Mpotos Nicolas, De Wever Bram, Cleymans Nick, Raemaekers Joris, Loeys Tom, Herregods Luc, Valcke Martin, Monsieurs Koenraad G
Emergency Department, Ghent University Hospital, De Pintelaan 185, B-9000 Ghent, Belgium; Faculty of Medicine and Health Sciences, Ghent University, De Pintelaan 185, B-9000 Ghent, Belgium; Faculty of Medicine and Health Sciences, University of Antwerp, Universiteitsplein 1, B-2610 Wilrijk, Belgium.
Department of Educational Studies, Ghent University, H. Dunantlaan 2, B-9000 Ghent, Belgium.
Resuscitation. 2014 Sep;85(9):1282-6. doi: 10.1016/j.resuscitation.2014.06.011. Epub 2014 Jun 28.

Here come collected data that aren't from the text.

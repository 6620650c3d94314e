//! One-shot notifications carried across a redirect in a cookie.

use axum::extract::FromRequestParts;
use axum::http::request::Parts;
use axum::http::header;
use axum::response::{AppendHeaders, IntoResponse, Redirect, Response};
use std::convert::Infallible;

use crate::extractors::cookie_value;

pub const FLASH_COOKIE: &str = "khateraty_flash";

#[derive(Debug, Clone, Copy, PartialEq, Eq)]
pub enum FlashKind {
    Success,
    Error,
}

impl FlashKind {
    pub fn as_str(&self) -> &'static str {
        match self {
            FlashKind::Success => "success",
            FlashKind::Error => "error",
        }
    }
}

#[derive(Debug, Clone, PartialEq, Eq)]
pub struct Flash {
    pub kind: FlashKind,
    pub message: String,
}

impl Flash {
    pub fn success(message: impl Into<String>) -> Self {
        Self {
            kind: FlashKind::Success,
            message: message.into(),
        }
    }

    pub fn error(message: impl Into<String>) -> Self {
        Self {
            kind: FlashKind::Error,
            message: message.into(),
        }
    }

    pub fn is_error(&self) -> bool {
        self.kind == FlashKind::Error
    }

    fn encode(&self) -> String {
        url::form_urlencoded::Serializer::new(String::new())
            .append_pair("k", self.kind.as_str())
            .append_pair("m", &self.message)
            .finish()
    }

    fn decode(raw: &str) -> Option<Self> {
        let mut kind = None;
        let mut message = None;
        for (key, value) in url::form_urlencoded::parse(raw.as_bytes()) {
            match key.as_ref() {
                "k" if value == "success" => kind = Some(FlashKind::Success),
                "k" if value == "error" => kind = Some(FlashKind::Error),
                "m" => message = Some(value.into_owned()),
                _ => {}
            }
        }
        Some(Self {
            kind: kind?,
            message: message.filter(|m| !m.is_empty())?,
        })
    }

    pub fn cookie(&self) -> String {
        format!(
            "{}={}; HttpOnly; SameSite=Lax; Path=/; Max-Age=60",
            FLASH_COOKIE,
            self.encode()
        )
    }
}

pub fn clear_cookie() -> String {
    format!("{}=; HttpOnly; SameSite=Lax; Path=/; Max-Age=0", FLASH_COOKIE)
}

/// Redirect to `to`, showing `flash` on the page that loads next.
pub fn redirect(to: &str, flash: Flash) -> Response {
    (
        AppendHeaders([(header::SET_COOKIE, flash.cookie())]),
        Redirect::to(to),
    )
        .into_response()
}

/// The notification left by the previous response, if any.
#[derive(Debug, Clone, Default)]
pub struct IncomingFlash(pub Option<Flash>);

impl IncomingFlash {
    /// Attach the cookie removal to `response` when a flash was shown.
    pub fn consume(&self, mut response: Response) -> Response {
        if self.0.is_some() {
            if let Ok(value) = clear_cookie().parse() {
                response.headers_mut().append(header::SET_COOKIE, value);
            }
        }
        response
    }
}

impl<S: Send + Sync> FromRequestParts<S> for IncomingFlash {
    type Rejection = Infallible;

    async fn from_request_parts(parts: &mut Parts, _state: &S) -> Result<Self, Self::Rejection> {
        Ok(IncomingFlash(
            cookie_value(&parts.headers, FLASH_COOKIE).and_then(Flash::decode),
        ))
    }
}
/// One page of a longer list.
#[derive(Debug, Clone, PartialEq)]
pub struct Page<T> {
    pub items: Vec<T>,
    /// 1-based, always within `1..=total_pages`.
    pub number: usize,
    pub total_pages: usize,
    pub total_items: usize,
}

impl<T> Page<T> {
    pub fn has_previous(&self) -> bool {
        self.number > 1
    }

    pub fn has_next(&self) -> bool {
        self.number < self.total_pages
    }

    pub fn previous(&self) -> usize {
        self.number.saturating_sub(1).max(1)
    }

    pub fn next(&self) -> usize {
        (self.number + 1).min(self.total_pages)
    }
}

/// Cut `items` into pages of `per_page` and return page `requested`.
/// Out-of-range page numbers are clamped; an empty list has one empty page.
pub fn paginate<T>(items: Vec<T>, requested: usize, per_page: usize) -> Page<T> {
    let per_page = per_page.max(1);
    let total_items = items.len();
    let total_pages = total_items.div_ceil(per_page).max(1);
    let number = requested.clamp(1, total_pages);

    let items = items
        .into_iter()
        .skip((number - 1) * per_page)
        .take(per_page)
        .collect();

    Page {
        items,
        number,
        total_pages,
        total_items,
    }
}
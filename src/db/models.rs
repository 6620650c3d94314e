use serde::{Deserialize, Serialize};
use std::fmt;
use std::str::FromStr;

#[derive(Debug, Clone, PartialEq, Serialize, Deserialize)]
pub struct Profile {
    pub id: String,
    pub email: Option<String>,
    pub full_name: Option<String>,
    pub phone_number: Option<String>,
    pub avatar_url: Option<String>,
    pub bio: Option<String>,
    pub profile_completed: bool,
    pub is_owner: bool,
    pub created_at: String,
    pub updated_at: String,
}

/// The author columns embedded in a post row.
#[derive(Debug, Clone, PartialEq, Serialize, Deserialize)]
pub struct Author {
    pub id: String,
    pub full_name: Option<String>,
    pub avatar_url: Option<String>,
    pub is_owner: bool,
}

#[derive(Debug, Clone, PartialEq, Serialize, Deserialize)]
pub struct Post {
    pub id: String,
    pub user_id: String,
    pub content: String,
    pub category: Option<String>,
    pub image_url: Option<String>,
    pub likes_count: i64,
    pub comments_count: i64,
    pub views_count: i64,
    pub created_at: String,
    pub updated_at: String,
    pub author: Option<Author>,
}

impl Post {
    pub fn author_name(&self) -> Option<&str> {
        self.author.as_ref().and_then(|a| a.full_name.as_deref())
    }
}

#[derive(Debug, Clone)]
pub struct NewPost {
    pub user_id: String,
    pub content: String,
    pub category: Option<Category>,
    pub image_url: Option<String>,
}

#[derive(Debug, Clone)]
pub struct PostUpdate {
    pub content: String,
    pub category: Category,
    pub image_url: Option<String>,
}

/// Profile row written on sign-up and on the first confirmation callback.
#[derive(Debug, Clone)]
pub struct ProfileSeed {
    pub id: String,
    pub email: String,
    pub full_name: Option<String>,
    pub avatar_url: Option<String>,
    pub is_owner: bool,
}

#[derive(Debug, Clone, PartialEq)]
pub struct ProfileUpdate {
    pub full_name: String,
    pub phone_number: Option<String>,
    pub bio: Option<String>,
}

/// The closed set of post categories.
#[derive(Debug, Clone, Copy, PartialEq, Eq, Hash, Serialize, Deserialize)]
pub enum Category {
    Romantic,
    Philosophical,
    Religious,
    Sad,
    Sarcastic,
    Inspiring,
    Patriotic,
}

impl Category {
    pub const ALL: [Category; 7] = [
        Category::Romantic,
        Category::Philosophical,
        Category::Religious,
        Category::Sad,
        Category::Sarcastic,
        Category::Inspiring,
        Category::Patriotic,
    ];

    /// The stored value, which is also the filter value.
    pub fn as_str(&self) -> &'static str {
        match self {
            Category::Romantic => "رومانسي",
            Category::Philosophical => "فلسفي",
            Category::Religious => "ديني",
            Category::Sad => "حزين",
            Category::Sarcastic => "ساخر",
            Category::Inspiring => "ملهم",
            Category::Patriotic => "وطني",
        }
    }

    pub fn emoji(&self) -> &'static str {
        match self {
            Category::Romantic => "💖",
            Category::Philosophical => "🤔",
            Category::Religious => "🙏",
            Category::Sad => "😢",
            Category::Sarcastic => "😄",
            Category::Inspiring => "✨",
            Category::Patriotic => "🇪🇬",
        }
    }
}

impl fmt::Display for Category {
    fn fmt(&self, f: &mut fmt::Formatter<'_>) -> fmt::Result {
        f.write_str(self.as_str())
    }
}

#[derive(Debug, Clone, PartialEq, Eq)]
pub struct UnknownCategory(pub String);

impl FromStr for Category {
    type Err = UnknownCategory;

    fn from_str(s: &str) -> Result<Self, Self::Err> {
        Category::ALL
            .into_iter()
            .find(|c| c.as_str() == s.trim())
            .ok_or_else(|| UnknownCategory(s.to_string()))
    }
}

#[cfg(test)]
mod tests {
    use super::*;

    #[test]
    fn categories_round_trip_through_their_labels() {
        for category in Category::ALL {
            assert_eq!(category.as_str().parse::<Category>(), Ok(category));
        }
        assert!("رياضي".parse::<Category>().is_err());
    }

    #[test]
    fn author_name_reads_embedded_profile() {
        let mut post = Post {
            id: "p".into(),
            user_id: "u".into(),
            content: "hello world".into(),
            category: None,
            image_url: None,
            likes_count: 0,
            comments_count: 0,
            views_count: 0,
            created_at: String::new(),
            updated_at: String::new(),
            author: None,
        };
        assert_eq!(post.author_name(), None);
        post.author = Some(Author {
            id: "u".into(),
            full_name: Some("Test User".into()),
            avatar_url: None,
            is_owner: false,
        });
        assert_eq!(post.author_name(), Some("Test User"));
    }
}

To investigate whether repetitive sessions of formative self-testing (RFST) result in an equal cardiopulmonary resuscitation (CPR) skill level compared to repetitive sessions of formative self-testing with additional practice (RFSTAP).
In a non-inferiority trial, 196 third-year medical students were randomised to an RFST or RFSTAP group. Testing and practising took place in a self-learning station equipped with a manikin connected to a computer. Each cycle of RFST consisted of a 2-min CPR test followed by feedback and feedforward. In the RFSTAP group, additional practice consisted of CPR exercises with a computer voice feedback. To be successful, a combined score consisting of ≥70% compressions with a depth of ≥50 mm and ≥70% compressions with complete release (<5 mm) and a compression rate of 100-120 min(-1) and ≥70% ventilations with a volume of 400-1000 ml had to be achieved within 6 weeks. Skill retention was measured after 6 months. The non-inferiority margin was predefined as a 10% difference in success rate.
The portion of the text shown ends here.